# Xbox One Exploit Release: 'Gaining win32 code execution in UWP DevMode'



## kingtut (Sep 12, 2018)

I really hope this opens the door to more xbox one homebrews. Xbox one in my opinion has potential for a lot of really great homebrews that doesn't involve piracy (which I do not want anyway), it already has backwards compatibility implemented, it has an easy way to port certain windows libraries, Xbox one X will provide even better results, etc. As a developer, I agree with the article. UWP is garbage to work with, and definitely pushes a lot of developers away. If that is fixed, I encourage developers to take a look at Xbox again.


----------



## kevin corms (Sep 12, 2018)

kingtut said:


> I really hope this opens the door to more xbox one homebrews. Xbox one in my opinion has potential for a lot of really great homebrews that doesn't involve piracy (which I do not want anyway), it already has backwards compatibility implemented, it has an easy way to port certain windows libraries, Xbox one X will provide even better results, etc. As a developer, I agree with the article. UWP is garbage to work with, and definitely pushes a lot of developers away. If that is fixed, I encourage developers to take a look at Xbox again.


Maybe some developers, the biggest problem with xbox is that its xbox. Most people just arent as interested in doing anything for xbox as opposed to other platforms.


----------



## MartyDreamy (Sep 12, 2018)

I was reading the title quickly and I read:
Xbox one exploit release: gaining win32 code execution in "UWU" devmode


----------



## leon315 (Sep 12, 2018)

Is Jtag X1 possible??


----------



## The Real Jdbye (Sep 12, 2018)

Holy shit, that's big news. So it's literally just running Windows?


----------



## Itsblaze302 (Sep 12, 2018)

its fake, its just the microsoft store on windows 10.


----------



## osaka35 (Sep 12, 2018)

As much as I hate the Xbox GUI (it feels like design by committee), I do enjoy their "put gamers first" that came about after the initial backlash of "digital only".

I would love to turn my xbox into an emulation machine. I already use it for Kodi and playing video files, so anything more in that direction is great.


----------



## jt_1258 (Sep 12, 2018)

W





kevin corms said:


> Maybe some developers, the biggest problem with xbox is that its xbox. Most people just arent as interested in doing anything for xbox as opposed to other platforms.
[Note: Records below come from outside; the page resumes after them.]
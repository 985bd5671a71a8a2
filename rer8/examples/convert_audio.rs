//! Example: Convert an audio file to .r8/.r1 artifacts
//!
//! Run with: cargo run --example convert_audio input.wav out/

use rer8::{convert_file, decode_source, ConvertOptions};
use std::env;
use std::fs;
use std::path::PathBuf;

fn main() -> Result<(), Box<dyn std::error::Error>> {
    let args: Vec<String> = env::args().collect();

    if args.len() < 3 {
        eprintln!("Usage: {} <input-audio> <output-dir>", args[0]);
        std::process::exit(1);
    }

    let input = PathBuf::from(&args[1]);
    let out_dir = PathBuf::from(&args[2]);

    println!("Reading {}...", input.display());
    let source = decode_source(&input)?;
    println!("  Sample rate: {} Hz", source.sample_rate);
    println!("  Samples: {}", source.samples.len());
    println!("  Duration: {:.2}s", source.duration_secs());

    let options = ConvertOptions {
        out_dir,
        ..Default::default()
    };

    println!("\nPacking at {} Hz...", options.target_rate);
    let converted = convert_file(&input, &options)?;

    for path in &converted.outputs {
        let size = fs::metadata(path)?.len();
        println!("  -> {} ({} bytes)", path.display(), size);
    }
    println!(
        "\n{} samples at {} Hz",
        converted.sample_count, converted.sample_rate
    );

    Ok(())
}
use anyhow::{Context, Result};
use std::io::Write;
use std::path::Path;
use symphonia::core::audio::{AudioBufferRef, Signal};
use symphonia::core::codecs::{DecoderOptions, CODEC_TYPE_NULL};
use symphonia::core::formats::FormatOptions;
use symphonia::core::io::MediaSourceStream;
use symphonia::core::meta::MetadataOptions;
use symphonia::core::probe::Hint;

/// Read an audio file and return (samples, sample_rate, channels).
/// Samples are interleaved f32 in range [-1.0, 1.0].
pub fn read_audio_file(path: &Path) -> Result<(Vec<f32>, u32, usize)> {
    let file = std::fs::File::open(path).context("Failed to open audio file")?;
    let mss = MediaSourceStream::new(Box::new(file), Default::default());
    read_from_source(mss, path.extension().and_then(|e| e.to_str()))
}

fn read_from_source(
    mss: MediaSourceStream,
    extension: Option<&str>,
) -> Result<(Vec<f32>, u32, usize)> {
    // Create hint from file extension
    let mut hint = Hint::new();
    if let Some(ext) = extension {
        hint.with_extension(ext);
    }

    // Probe the format
    let probed = symphonia::default::get_probe()
        .format(
            &hint,
            mss,
            &FormatOptions::default(),
            &MetadataOptions::default(),
        )
        .context("Unsupported audio format")?;

    let mut format = probed.format;

    // Find the first audio track
    let track = format
        .tracks()
        .iter()
        .find(|t| t.codec_params.codec != CODEC_TYPE_NULL)
        .context("No audio track found")?;

    let track_id = track.id;
    let sample_rate = track
        .codec_params
        .sample_rate
        .context("Unknown sample rate")?;
    let channels = track
        .codec_params
        .channels
        .context("Unknown channel count")?
        .count();

    // Create decoder
    let mut decoder = symphonia::default::get_codecs()
        .make(&track.codec_params, &DecoderOptions::default())
        .context("Failed to create decoder")?;

    let mut samples = Vec::new();

    // Decode all packets
    loop {
        let packet = match format.next_packet() {
            Ok(packet) => packet,
            Err(symphonia::core::errors::Error::IoError(e))
                if e.kind() == std::io::ErrorKind::UnexpectedEof =>
            {
                break
            }
            Err(e) => return Err(e).context("Error reading packet"),
        };

        if packet.track_id() != track_id {
            continue;
        }

        let decoded = match decoder.decode(&packet) {
            Ok(decoded) => decoded,
            Err(symphonia::core::errors::Error::DecodeError(_)) => continue,
            Err(e) => return Err(e).context("Error decoding packet"),
        };

        // Convert to f32
        append_samples(&decoded, &mut samples, channels);
    }

    Ok((samples, sample_rate, channels))
}

fn append_samples(buffer: &AudioBufferRef, samples: &mut Vec<f32>, channels: usize) {
    match buffer {
        AudioBufferRef::F32(buf) => {
            for frame in 0..buf.frames() {
                for ch in 0..channels {
                    samples.push(buf.chan(ch)[frame]);
                }
            }
        }
        AudioBufferRef::F64(buf) => {
            for frame in 0..buf.frames() {
                for ch in 0..channels {
                    samples.push(buf.chan(ch)[frame] as f32);
                }
            }
        }
        AudioBufferRef::S16(buf) => {
            let scale = 1.0 / 32768.0;
            for frame in 0..buf.frames() {
                for ch in 0..channels {
                    samples.push(buf.chan(ch)[frame] as f32 * scale);
                }
            }
        }
        AudioBufferRef::S32(buf) => {
            let scale = 1.0 / 2147483648.0;
            for frame in 0..buf.frames() {
                for ch in 0..channels {
                    samples.push(buf.chan(ch)[frame] as f32 * scale);
                }
            }
        }
        AudioBufferRef::U8(buf) => {
            for frame in 0..buf.frames() {
                for ch in 0..channels {
                    samples.push((buf.chan(ch)[frame] as f32 - 128.0) / 128.0);
                }
            }
        }
        _ => {
            // Exotic sample layouts (planar 24-bit etc.) would need a
            // conversion buffer; none of the enabled codecs produce them.
        }
    }
}

/// Write samples to a mono/interleaved 32-bit float WAV file.
pub fn write_wav(path: &Path, samples: &[f32], sample_rate: u32, channels: usize) -> Result<()> {
    let bytes = write_wav_to_bytes(samples, sample_rate, channels)?;
    std::fs::write(path, bytes).context("Failed to write WAV file")
}

/// Write samples to 32-bit float WAV format in memory.
pub fn write_wav_to_bytes(samples: &[f32], sample_rate: u32, channels: usize) -> Result<Vec<u8>> {
    // WAV file format (RIFF)
    let mut buffer = Vec::new();

    let num_samples = samples.len();
    let bytes_per_sample = 4; // 32-bit float
    let data_size = num_samples * bytes_per_sample;
    let file_size = 36 + data_size; // 44 byte header - 8 + data_size

    // RIFF header
    buffer.write_all(b"RIFF")?;
    buffer.write_all(&(file_size as u32).to_le_bytes())?;
    buffer.write_all(b"WAVE")?;

    // fmt chunk
    buffer.write_all(b"fmt ")?;
    buffer.write_all(&16u32.to_le_bytes())?; // chunk size
    buffer.write_all(&3u16.to_le_bytes())?; // format = IEEE float
    buffer.write_all(&(channels as u16).to_le_bytes())?;
    buffer.write_all(&sample_rate.to_le_bytes())?;
    let byte_rate = sample_rate * channels as u32 * bytes_per_sample as u32;
    buffer.write_all(&byte_rate.to_le_bytes())?;
    let block_align = channels as u16 * bytes_per_sample as u16;
    buffer.write_all(&block_align.to_le_bytes())?;
    buffer.write_all(&32u16.to_le_bytes())?; // bits per sample

    // data chunk
    buffer.write_all(b"data")?;
    buffer.write_all(&(data_size as u32).to_le_bytes())?;

    // Write samples
    for &sample in samples {
        buffer.write_all(&sample.to_le_bytes())?;
    }

    Ok(buffer)
}
use anyhow::{bail, Context, Result};
use clap::{Parser, Subcommand};
use rer8::{convert_file, decode_source, BatchReport, ConvertOptions, Failure};
use std::fs;
use std::path::PathBuf;

#[derive(Parser)]
#[command(name = "rer8")]
#[command(version = "0.1.0")]
#[command(about = "Convert audio to the .r8/.r1 raw formats", long_about = None)]
struct Cli {
    #[command(subcommand)]
    command: Commands,
}

#[derive(Subcommand)]
enum Commands {
    /// Convert audio files to .r8 / .r1
    Convert {
        /// Input audio files (wav, aif, aiff, mp3, flac, ogg, ...)
        inputs: Vec<PathBuf>,
        /// Output directory
        #[arg(short, long, default_value = ".")]
        out_dir: PathBuf,
        /// Target sample rate in Hz (2000-48000)
        #[arg(short, long, default_value_t = libr8_audio::DEFAULT_RATE)]
        rate: u32,
        /// Skip the raw 8-bit artifact
        #[arg(long)]
        no_r8: bool,
        /// Skip the 1-bit DPCM artifact
        #[arg(long)]
        no_r1: bool,
        /// Skip peak normalization
        #[arg(long)]
        no_normalize: bool,
        /// Skip TPDF dither
        #[arg(long)]
        no_dither: bool,
        /// Base seed for the dither noise
        #[arg(long, default_value_t = 0)]
        seed: u32,
        /// Print the batch report as JSON
        #[arg(long)]
        json: bool,
    },
    /// Show information about an input audio file
    Info {
        /// Input audio file
        input: PathBuf,
    },
    /// Reconstruct a .r1 stream to a WAV for auditioning
    Decode {
        /// Input .r1 file
        input: PathBuf,
        /// Original sample count (defaults to 8 bits per stream byte)
        #[arg(short = 'n', long)]
        samples: Option<usize>,
        /// Sample rate the stream was packed at
        #[arg(short, long, default_value_t = libr8_audio::DEFAULT_RATE)]
        rate: u32,
        /// Output WAV file
        #[arg(short, long)]
        output: PathBuf,
    },
}

fn main() -> Result<()> {
    env_logger::init();
    let cli = Cli::parse();

    match cli.command {
        Commands::Convert {
            inputs,
            out_dir,
            rate,
            no_r8,
            no_r1,
            no_normalize,
            no_dither,
            seed,
            json,
        } => convert(
            inputs,
            ConvertOptions {
                out_dir,
                target_rate: rate,
                write_r8: !no_r8,
                write_r1: !no_r1,
                normalize: !no_normalize,
                dither: !no_dither,
                seed,
            },
            json,
        ),
        Commands::Info { input } => info(&input),
        Commands::Decode {
            input,
            samples,
            rate,
            output,
        } => decode(&input, samples, rate, &output),
    }
}

fn convert(inputs: Vec<PathBuf>, options: ConvertOptions, json: bool) -> Result<()> {
    if inputs.is_empty() {
        bail!("no input files given");
    }

    if !json {
        println!(
            "Converting {} file(s) to {} Hz...",
            inputs.len(),
            options.target_rate
        );
    }

    let mut report = BatchReport::default();
    for (i, input) in inputs.iter().enumerate() {
        if !json {
            println!("[{}/{}] {}", i + 1, inputs.len(), input.display());
        }
        match convert_file(input, &options) {
            Ok(converted) => {
                if !json {
                    for path in &converted.outputs {
                        let size = fs::metadata(path).map(|m| m.len()).unwrap_or(0);
                        println!("  -> {} ({} bytes)", path.display(), size);
                    }
                }
                report.converted.push(converted);
            }
            Err(e) => {
                if !json {
                    println!("  !! ERROR: {e:#}");
                }
                report.failures.push(Failure {
                    input: input.clone(),
                    error: format!("{e:#}"),
                });
            }
        }
    }

    if json {
        let json_str =
            serde_json::to_string_pretty(&report).context("Failed to serialize report")?;
        println!("{}", json_str);
    } else {
        println!(
            "Done. {} converted, {} failed.",
            report.converted.len(),
            report.failures.len()
        );
    }

    if !report.all_ok() {
        bail!("{} input(s) failed to convert", report.failures.len());
    }
    Ok(())
}

fn info(input: &PathBuf) -> Result<()> {
    let source = decode_source(input)?;
    let peak = source.samples.iter().fold(0.0f32, |p, &x| p.max(x.abs()));

    println!("{}", input.display());
    println!("  Sample rate: {} Hz", source.sample_rate);
    println!("  Samples:     {}", source.samples.len());
    println!("  Duration:    {:.2}s", source.duration_secs());
    println!("  Peak:        {:.4}", peak);

    let count_at_default = (source.samples.len() as f64 * libr8_audio::DEFAULT_RATE as f64
        / source.sample_rate as f64)
        .floor() as usize;
    println!(
        "  At {} Hz: .r8 = {} bytes, .r1 = {} bytes",
        libr8_audio::DEFAULT_RATE,
        count_at_default,
        count_at_default.div_ceil(8)
    );

    Ok(())
}

fn decode(input: &PathBuf, samples: Option<usize>, rate: u32, output: &PathBuf) -> Result<()> {
    let bytes = fs::read(input).with_context(|| format!("Failed to read {}", input.display()))?;
    let sample_count = samples.unwrap_or(bytes.len() * 8);

    let waveform = libr8_audio::dpcm::decode(&bytes, sample_count);
    let float_samples: Vec<f32> = waveform
        .iter()
        .map(|&v| libr8_audio::core::u8_to_f32(v))
        .collect();

    rer8::audio::write_wav(output, &float_samples, rate, 1)?;
    println!(
        "Wrote {} ({} samples at {} Hz)",
        output.display(),
        sample_count,
        rate
    );
    Ok(())
}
Which is a dam shame, I'm really not an xbox guy at all but I do commend how great homebrew availability seems to be. Just a darn shame it doesn't have a catalog like Nintendo or even Sony to justify the console cost for me :/


----------



## CaptainSodaPop (Sep 12, 2018)

Great.


----------



## guily6669 (Sep 12, 2018)

Call me when we can install wind 10 X64 natively and run it with all drivers at full performance making Xbox One X a still fairly decent PC specially if we find a very good deal on a used one...
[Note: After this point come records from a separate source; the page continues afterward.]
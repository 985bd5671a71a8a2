use crate::core::{NORMALIZE_PEAK, SILENCE_THRESHOLD};

/// Scale samples so the peak magnitude reaches 99% of full scale.
///
/// Silence (peak below [`SILENCE_THRESHOLD`]) is returned unchanged to
/// avoid the division blow-up. The final clamp to [-1, 1] is a safety net
/// and does not trigger after a correct scale.
pub fn normalize(samples: &[f32]) -> Vec<f32> {
    let peak = samples.iter().fold(0.0f32, |p, &x| p.max(x.abs()));
    if peak < SILENCE_THRESHOLD {
        return samples.to_vec();
    }
    let gain = NORMALIZE_PEAK / peak;
    samples
        .iter()
        .map(|&x| (x * gain).clamp(-1.0, 1.0))
        .collect()
}

#[cfg(test)]
mod tests {
    use super::*;

    #[test]
    fn test_peak_reaches_target() {
        let out = normalize(&[0.25, -0.5, 0.1]);
        assert!((out[1] + 0.99).abs() < 1e-6);
    }

    #[test]
    fn test_silence_unchanged() {
        let input = vec![0.0f32; 16];
        assert_eq!(normalize(&input), input);
    }

    #[test]
    fn test_idempotent_on_normalized() {
        let once = normalize(&[0.3, -0.7, 0.2]);
        let twice = normalize(&once);
        for (a, b) in once.iter().zip(twice.iter()) {
            assert!((a - b).abs() < 1e-6);
        }
    }
}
Since it will probably never happen my interest in Xbox this time is still 0% 4 the first time as I have a Xbox Original and a Xbx360, but totally skipped M$ current gen, thank you M$ 4 at least bringing almost all crap games for PC, now there is no need for a Xbone


----------



## Arras (Sep 12, 2018)

guily6669 said:


> Call me when we can install wind 10 X64 natively and run it with all drivers at full performance making Xbox One X a still fairly decent PC specially if we find a very good deal on a used one...
> 
> Since it will probably never happen my interest in Xbox this time is still 0% 4 the first time as I have a Xbox Original and a Xbx360, but totally skipped M$ current gen, thank you M$ 4 at least bringing almost all crap games for PC, now there is no need for a Xbone


The money is made through games, not hardware sales, and Microsoft owns both Xbox and the Windows store that many of the Xbox games are exclusive to on PC. They couldn't care less if people are buying xboxes, as long as people buy the games. The Xbox just exists as a way to get console only players access to those games, or people who just don't have a decent pc, as an Xbox is a cheaper option.


----------



## codemasterv (Sep 12, 2018)

Via Dev t3 on DKS Discord.

just to be clear,


it has no graphical output and doesn't mean homebrew and needs new custom stuff implemented.
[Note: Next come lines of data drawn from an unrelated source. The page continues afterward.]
static ENTITY_RE: Lazy<Regex> =
    Lazy::new(|| Regex::new(r"&(#[xX][0-9a-fA-F]+|#\d+|[a-zA-Z]+);").expect("entity regex"));
static STATUS_MARKER_RE: Lazy<Regex> = Lazy::new(|| {
    Regex::new(r"(?i)[*\[(]*\s*\b(sold[\s-]?out|cancell?ed)\b\s*[!*\])]*\s*[:|]?")
        .expect("status marker regex")
});
static CONTEXT_PAREN_RE: Lazy<Regex> = Lazy::new(|| {
    Regex::new(
        r"(?i)\s*[(\[][^)\]]*(?:\b(?:album|ep|lp|record|single|release|farewell|tour|show|anniversary|reunion|residency|night|celebration|party|acoustic|set|performance|debut|homecoming|benefit|tribute|matinee|live|ages)\b|\d{2}\s*\+)[^)\]]*[)\]]\s*$",
    )
    .expect("context paren regex")
});
static CONTEXT_DASH_RE: Lazy<Regex> = Lazy::new(|| {
    Regex::new(
        r"(?i)\s+[-–—]\s+[^-–—]*\b(?:album release|record release|ep release|release show|farewell|anniversary|tour)\b.*$",
    )
    .expect("context dash regex")
});
static LEADING_CONNECTOR_RE: Lazy<Regex> = Lazy::new(|| {
    Regex::new(
        r"(?i)^(?:(?:with|featuring|feat|ft|plus)\b\.?|w/|support(?:ing)?(?:\s+acts?)?:|special\s+guests?:)\s*",
    )
    .expect("leading connector regex")
});
static ACT_SEPARATOR_RE: Lazy<Regex> = Lazy::new(|| {
    Regex::new(r"(?i)\s*[,;]\s*|\s+and\s+|\s+&\s+|\s+\+\s+|\s+w/\s*|\s+with\s+")
        .expect("act separator regex")
});
static BOILERPLATE_RE: Lazy<Regex> = Lazy::new(|| {
    Regex::new(
        r"(?i)^(?:and\s+)?(?:(?:very\s+)?special\s+guests?|more\s+tba|tba|tbd|more|and\s+more|friends|guests?|more\s+to\s+be\s+announced|to\s+be\s+announced|support|local\s+support)$",
    )
    .expect("boilerplate regex")
});
static WITH_CLAUSE_RE: Lazy<Regex> = Lazy::new(|| {
    Regex::new(r"(?i)\b(?:with|w/|featuring|feat\.|ft\.)\s+([^.\n;!?]+)").expect("with clause regex")
});
static TITLE_SPLIT_RE: Lazy<Regex> = Lazy::new(|| {
    Regex::new(r"(?i)\s+(?:w/|with|featuring|feat\.|ft\.)\s+").expect("title split regex")
});
static DANGLING_CONNECTOR_RE: Lazy<Regex> = Lazy::new(|| {
    Regex::new(r"(?i)(?:\s(?:w/?|with|feat\.?|ft\.?|featuring|presents|and|&)|[:\-–])\s*$")
        .expect("dangling connector regex")
});
static PRICE_RE: Lazy<Regex> =
    Lazy::new(|| Regex::new(r"\$\s*(\d+(?:\.\d{1,2})?)").expect("price regex"));
static AGE_RE: Lazy<Regex> = Lazy::new(|| {
    Regex::new(r"(?i)\b(\d{2})\s*(?:\+|and\s+over|&\s+over|and\s+up|or\s+older|\s*plus)")
        .expect("age regex")
});

const CONNECTOR_WORDS: [&str; 19] = [
    "a", "an", "and", "as", "at", "but", "by", "for", "from", "in", "nor", "of", "on", "or",
    "the", "to", "with", "w/", "vs.",
];

const FORCED_CASE: [(&str, &str); 8] = [
    ("dj", "DJ"),
    ("mc", "MC"),
    ("vs", "vs."),
    ("vs.", "vs."),
    ("ft.", "ft."),
    ("feat.", "feat."),
    ("w/", "w/"),
    ("djs", "DJs"),
];

pub fn clean_text(input: &str) -> String {
    input
        .split_whitespace()
        .collect::<Vec<_>>()
        .join(" ")
        .trim()
        .to_string()
}

/// Decodes named and numeric HTML entities that survive in JSON payloads and
/// attribute values. Unknown names are left as written.
pub fn decode_entities(input: &str) -> String {
    ENTITY_RE
        .replace_all(input, |caps: &Captures<'_>| {
            let raw = &caps[1];
            let decoded = if let Some(hex) = raw.strip_prefix("#x").or_else(|| raw.strip_prefix("#X")) {
                u32::from_str_radix(hex, 16).ok().and_then(char::from_u32)
            } else if let Some(dec) = raw.strip_prefix('#') {
                dec.parse::<u32>().ok().and_then(char::from_u32)
            } else {
                named_entity(raw)
            };
            match decoded {
                Some(ch) => ch.to_string(),
                None => caps[0].to_string(),
            }
        })
        .into_owned()
}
it's not a breakthrough or an exploit but a place to start.


----------



## kingtut (Sep 12, 2018)

kevin corms said:


> Maybe some developers, the biggest problem with xbox is that its xbox. Most people just arent as interested in doing anything for xbox as opposed to other platforms.


Xbox original was the most homebrewed console out of its generation (ps2 and gamecube), it is not unheard of for xbox to get cool homebrew when the tools are available due to how many similarities they tend to have to PC. if the tools are there,  and if people know how to overcome the restrictions, xbox one will be a fantastic platform for homebrew. You wouldn't even need to jailbreak it which is a major plus for people who are interested in homebrew, but do not want to give up on online. People have already found ways to get emulators on the xbox one without jailbreaking.

As far as I am aware, UWP restrictions were the biggest reason why most developers went to other platforms. There is a big blog by hyrdgrad (PPSSPP xbox one developer) on how much of a pain it was to port PPSSPP to UWP.


----------



## godreborn (Sep 12, 2018)

leon315 said:


> Is Jtag X1 possible??



unlikely, the jtag points have probably been disabled.  the reason the jtag exploit happened was largely due to the fact that microsoft was trying to rush their product out ahead of sony.  that's also, incidentally, the reason for the high failure rate of those early systems.


----------



## guily6669 (Sep 12, 2018)

Arras said:


> The money is made through games, not hardware sales, and Microsoft owns both Xbox and the Windows store that many of the Xbox games are exclusive to on PC. They couldn't care less if people are buying xboxes, as long as people buy the games. The Xbox just exists as a way to get console only players access to those games, or people who just don't have a decent pc, as an Xbox is a cheaper option.


At least in the PC we can use the services 4 free no XLive Gold needed...


----------



## kingtut (Sep 12, 2018)

guily6669 said:


> At least in the PC we can use the services 4 free no XLive Gold needed...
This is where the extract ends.